▶ [What the task requires]: Lines from the beginning of the entries up to and including the one with "waypoint is fed" must be duplicated word for word; leave out all others.

[Collected data]
::::::::::

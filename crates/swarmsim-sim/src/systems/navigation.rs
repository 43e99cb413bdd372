//! Waypoint progression and steering-authority handoff.
//!
//! While the mission is not engaged, the flight controller steers: each
//! tick the proximity detector's verdict on the current waypoint is fed
//! to the controller. A fired waypoint trigger engages the behavior and
//! routes the trigger to it; a completed path engages a still-pending
//! behavior, or — on non-attack missions only — sends the agent to its
//! exit when the behavior is already done. Once engaged, the behavior
//! keeps authority and the controller is left alone.

use hecs::World;
use rand_chacha::ChaCha8Rng;

use swarmsim_behavior::BehaviorCtx;
use swarmsim_core::components::DroneBody;
use swarmsim_core::constants::{DT, WAYPOINT_ARRIVE_DISTANCE};
use swarmsim_core::enums::FollowState;
use swarmsim_core::events::SimEvent;
use swarmsim_core::registry::TargetRegistry;
use swarmsim_core::steering::ProximityDetector;
use swarmsim_core::types::Pose;

use crate::agent::{Mission, RadiusDetector, SteeringState};
use crate::flight::FlightController;

pub fn run(
    world: &mut World,
    registry: &TargetRegistry,
    rng: &mut ChaCha8Rng,
    events: &mut Vec<SimEvent>,
    now_tick: u64,
) {
    let detector = RadiusDetector::new(WAYPOINT_ARRIVE_DISTANCE);

    for (_entity, (pose, body, steering, controller, mission)) in world.query_mut::<(
        &Pose,
        &mut DroneBody,
        &mut SteeringState,
        &mut FlightController,
        &mut Mission,
    )>() {
        if !body.alive || mission.engaged {
            continue;
        }

        if controller.state() == FollowState::Following {
            if let Some(wp) = controller.current_waypoint() {
                let in_zone = detector.in_zone(pose.position, wp.position);
                if let Some(trigger) = controller.on_detected_current_point(in_zone, steering) {
                    let target = mission.target.and_then(|id| registry.position(id));
                    mission.engaged = true;
                    let mut ctx = BehaviorCtx {
                        dt: DT,
                        position: pose.position,
                        target,
                        body,
                        steering,
                        rng: &mut *rng,
                        events: &mut *events,
                    };
                    mission.behavior.init(&mut ctx);
                    mission.behavior.on_path_trigger(trigger, &mut ctx);
                    continue;
                }
            }
        }

        if controller.poll_completion() {
            if mission.behavior.is_completed() {
                // Attack missions never get the exit fallback; their
                // egress is the behavior's own business.
                if !controller.is_attack() {
                    controller.fly_exit(pose, steering, now_tick);
                }
            } else {
                let target = mission.target.and_then(|id| registry.position(id));
                mission.engaged = true;
                let mut ctx = BehaviorCtx {
                    dt: DT,
                    position: pose.position,
                    target,
                    body,
                    steering,
                    rng: &mut *rng,
                    events: &mut *events,
                };
                mission.behavior.init(&mut ctx);
            }
        }
    }
}
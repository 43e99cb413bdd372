//! Drone behavior engine for SWARMSIM.
//!
//! Polymorphic mission strategies attached to agents: reconnaissance
//! orbits and attack runs (bombing or kamikaze). Behaviors are plain
//! data with explicit transition functions — no ECS dependency; the
//! simulation loop ticks them through a context struct.

pub mod attack;
pub mod recon;

use glam::Vec3;
use rand::Rng;
use rand_chacha::ChaCha8Rng;

use swarmsim_core::components::DroneBody;
use swarmsim_core::enums::WaypointTrigger;
use swarmsim_core::events::SimEvent;
use swarmsim_core::steering::Steering;

use attack::AttackBehavior;
use recon::ReconBehavior;

/// Per-tick input to a behavior: elapsed time, the agent's state, the
/// resolved live target position (if the target still exists), and the
/// collaborators the behavior commands.
pub struct BehaviorCtx<'a> {
    pub dt: f32,
    pub position: Vec3,
    /// Live target position, `None` once the target reference is lost.
    pub target: Option<Vec3>,
    pub body: &'a mut DroneBody,
    pub steering: &'a mut dyn Steering,
    pub rng: &'a mut ChaCha8Rng,
    pub events: &'a mut Vec<SimEvent>,
}

/// A mission strategy. An agent owns at most one at a time; attaching a
/// new one first aborts the old.
#[derive(Debug, Clone)]
pub enum Behavior {
    Recon(ReconBehavior),
    Attack(AttackBehavior),
}

impl Behavior {
    /// One-time setup, called before the mission is marked active.
    pub fn init(&mut self, ctx: &mut BehaviorCtx<'_>) {
        match self {
            Behavior::Recon(b) => b.init(ctx),
            Behavior::Attack(b) => b.init(ctx),
        }
    }

    /// Advance the mission by `ctx.dt`. No-op once completed.
    pub fn tick(&mut self, ctx: &mut BehaviorCtx<'_>) {
        match self {
            Behavior::Recon(b) => b.tick(ctx),
            Behavior::Attack(b) => b.tick(ctx),
        }
    }

    pub fn is_completed(&self) -> bool {
        match self {
            Behavior::Recon(b) => b.is_completed(),
            Behavior::Attack(b) => b.is_completed(),
        }
    }

    /// Force-terminate the mission and release the steering target.
    /// Idempotent: a second call leaves the same observable state.
    pub fn on_abort(&mut self, steering: &mut dyn Steering) {
        match self {
            Behavior::Recon(b) => b.on_abort(steering),
            Behavior::Attack(b) => b.on_abort(steering),
        }
    }

    /// Waypoint-trigger hook routed from the flight controller:
    /// `Attack` instructs the bomb-drop hook, `Kamikaze` the
    /// kamikaze-activation hook. Recon behaviors ignore both.
    pub fn on_path_trigger(&mut self, trigger: WaypointTrigger, ctx: &mut BehaviorCtx<'_>) {
        match self {
            Behavior::Recon(_) => {}
            Behavior::Attack(b) => b.on_path_trigger(trigger, ctx),
        }
    }
}

/// Uniform jitter in `[-range, range)`, tolerating a zero range.
pub(crate) fn jitter(rng: &mut ChaCha8Rng, range: f32) -> f32 {
    if range > 0.0 {
        rng.gen_range(-range..range)
    } else {
        0.0
    }
}

#[cfg(test)]
mod tests;
//! Flight path data model.
//!
//! A path is an ordered sequence of waypoint slots. Slots can be empty
//! (an unassigned waypoint); empty slots are skippable during flight,
//! never fatal. Templates live in object-of-interest pools and are
//! instantiated as fresh oriented copies per spawned agent.

use glam::Vec3;
use serde::{Deserialize, Serialize};

use crate::enums::{PathKind, WaypointTrigger};

/// A single waypoint: a position plus an optional trigger event fired
/// once when the agent is detected in the waypoint's zone.
#[derive(Debug, Clone, Copy, PartialEq, Serialize, Deserialize)]
pub struct Waypoint {
    pub position: Vec3,
    pub trigger: Option<WaypointTrigger>,
}

impl Waypoint {
    pub fn at(position: Vec3) -> Self {
        Self {
            position,
            trigger: None,
        }
    }

    pub fn with_trigger(position: Vec3, trigger: WaypointTrigger) -> Self {
        Self {
            position,
            trigger: Some(trigger),
        }
    }
}

/// An ordered waypoint sequence with a classification and an optional
/// designated exit point. Immutable during flight.
#[derive(Debug, Clone, Default, PartialEq, Serialize, Deserialize)]
pub struct FlightPath {
    pub kind: PathKind,
    /// Waypoint slots in traversal order. `None` entries are skipped.
    pub waypoints: Vec<Option<Waypoint>>,
    /// Optional designated exit point; when absent the flight controller
    /// computes one from the path geometry.
    pub exit_point: Option<Vec3>,
}

impl FlightPath {
    pub fn new(kind: PathKind, waypoints: Vec<Option<Waypoint>>) -> Self {
        Self {
            kind,
            waypoints,
            exit_point: None,
        }
    }

    /// Number of assigned (non-empty) waypoint slots.
    pub fn valid_waypoint_count(&self) -> usize {
        self.waypoints.iter().flatten().count()
    }

    /// Centroid of all assigned waypoints, or `None` if there are none.
    pub fn centroid(&self) -> Option<Vec3> {
        let mut sum = Vec3::ZERO;
        let mut count = 0u32;
        for wp in self.waypoints.iter().flatten() {
            sum += wp.position;
            count += 1;
        }
        (count > 0).then(|| sum / count as f32)
    }

    /// Instantiate a fresh world-space copy of this template: each
    /// waypoint is rotated about the vertical axis by `yaw` (radians)
    /// and translated to `origin`. The exit point, when present, is
    /// transformed identically. The template itself is never mutated.
    pub fn instantiate(&self, origin: Vec3, yaw: f32) -> FlightPath {
        let place = |p: Vec3| origin + rotate_yaw(p, yaw);
        FlightPath {
            kind: self.kind,
            waypoints: self
                .waypoints
                .iter()
                .map(|slot| {
                    slot.map(|wp| Waypoint {
                        position: place(wp.position),
                        trigger: wp.trigger,
                    })
                })
                .collect(),
            exit_point: self.exit_point.map(place),
        }
    }
}

/// Rotate a vector about the +Y axis by `yaw` radians.
fn rotate_yaw(v: Vec3, yaw: f32) -> Vec3 {
    let (sin, cos) = yaw.sin_cos();
    Vec3::new(v.x * cos + v.z * sin, v.y, -v.x * sin + v.z * cos)
}
//! Headless scenario runner.
//!
//! Applies a scenario against the built-in demo catalogue, runs it for
//! a fixed number of ticks, and prints the final snapshot as JSON.
//! Notable events are logged as they happen (RUST_LOG=info to see them).

mod demo;

use clap::{Parser, ValueEnum};
use log::info;

use swarmsim_core::commands::ScenarioConfig;
use swarmsim_core::enums::BehaviorMode;
use swarmsim_core::events::SimEvent;
use swarmsim_sim::ScenarioEngine;

#[derive(Parser)]
#[command(name = "swarmsim", about = "Headless drone swarm scenario runner")]
struct Args {
    /// RNG seed; the same seed reproduces the same run.
    #[arg(long, default_value_t = 42)]
    seed: u64,

    /// Number of simulation ticks to run (30 per second).
    #[arg(long, default_value_t = 1800)]
    ticks: u32,

    /// Requested total agent count.
    #[arg(long, default_value_t = 4)]
    total: u32,

    /// Requested copter count.
    #[arg(long, default_value_t = 2)]
    copters: u32,

    /// Requested wing count.
    #[arg(long, default_value_t = 2)]
    wings: u32,

    /// Behavior mix.
    #[arg(long, value_enum, default_value_t = Mode::Alternating)]
    mode: Mode,
}

#[derive(Clone, Copy, ValueEnum)]
enum Mode {
    Recon,
    Attack,
    Alternating,
}

impl From<Mode> for BehaviorMode {
    fn from(mode: Mode) -> Self {
        match mode {
            Mode::Recon => BehaviorMode::AllRecon,
            Mode::Attack => BehaviorMode::AllAttack,
            Mode::Alternating => BehaviorMode::Alternating,
        }
    }
}

fn main() {
    env_logger::init();
    let args = Args::parse();

    let mut engine = ScenarioEngine::new(demo::engine_config(args.seed));
    engine.apply_settings(ScenarioConfig {
        total: args.total,
        copters: args.copters,
        wings: args.wings,
        mode: args.mode.into(),
    });

    let mut last = swarmsim_core::state::ScenarioSnapshot::default();
    for _ in 0..args.ticks {
        last = engine.tick();
        for event in &last.events {
            match event {
                SimEvent::BombDropped { position } => {
                    info!("tick {}: ordnance released at {position}", last.time.tick);
                }
                SimEvent::Detonation { position } => {
                    info!("tick {}: detonation at {position}", last.time.tick);
                }
                _ => {}
            }
        }
    }

    match serde_json::to_string_pretty(&last) {
        Ok(json) => println!("{json}"),
        Err(err) => eprintln!("failed to serialize snapshot: {err}"),
    }
}
//! Scenario snapshot — the observable state produced each tick.

use glam::Vec3;
use serde::{Deserialize, Serialize};

use crate::enums::{DroneType, FollowState};
use crate::events::SimEvent;
use crate::types::SimTime;

/// Complete observable state after a tick. The realized agent count may
/// be below the requested total; the discrepancy is observable here, not
/// surfaced as an error.
#[derive(Debug, Clone, Default, Serialize, Deserialize)]
pub struct ScenarioSnapshot {
    pub time: SimTime,
    /// Agent count requested by the last applied settings.
    pub requested: u32,
    /// Agents actually spawned by the last applied settings.
    pub spawned: u32,
    pub agents: Vec<AgentView>,
    /// Events emitted during this tick.
    pub events: Vec<SimEvent>,
}

/// One agent's visible state.
#[derive(Debug, Clone, Serialize, Deserialize)]
pub struct AgentView {
    pub kind: DroneType,
    pub position: Vec3,
    pub altitude_target: f32,
    pub follow_state: FollowState,
    /// Whether the behavior currently holds steering authority.
    pub behavior_engaged: bool,
    pub behavior_completed: bool,
    pub alive: bool,
}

::::::::::

▶ [Written response]:
filename crates/swarmsim-sim/src/systems/navigation.rs
repository 43e99cb413bdd372
//! Waypoint progression and steering-authority handoff.
//!
//! While the mission is not engaged, the flight controller steers: each
//! tick the proximity detector's verdict on the current waypoint is fed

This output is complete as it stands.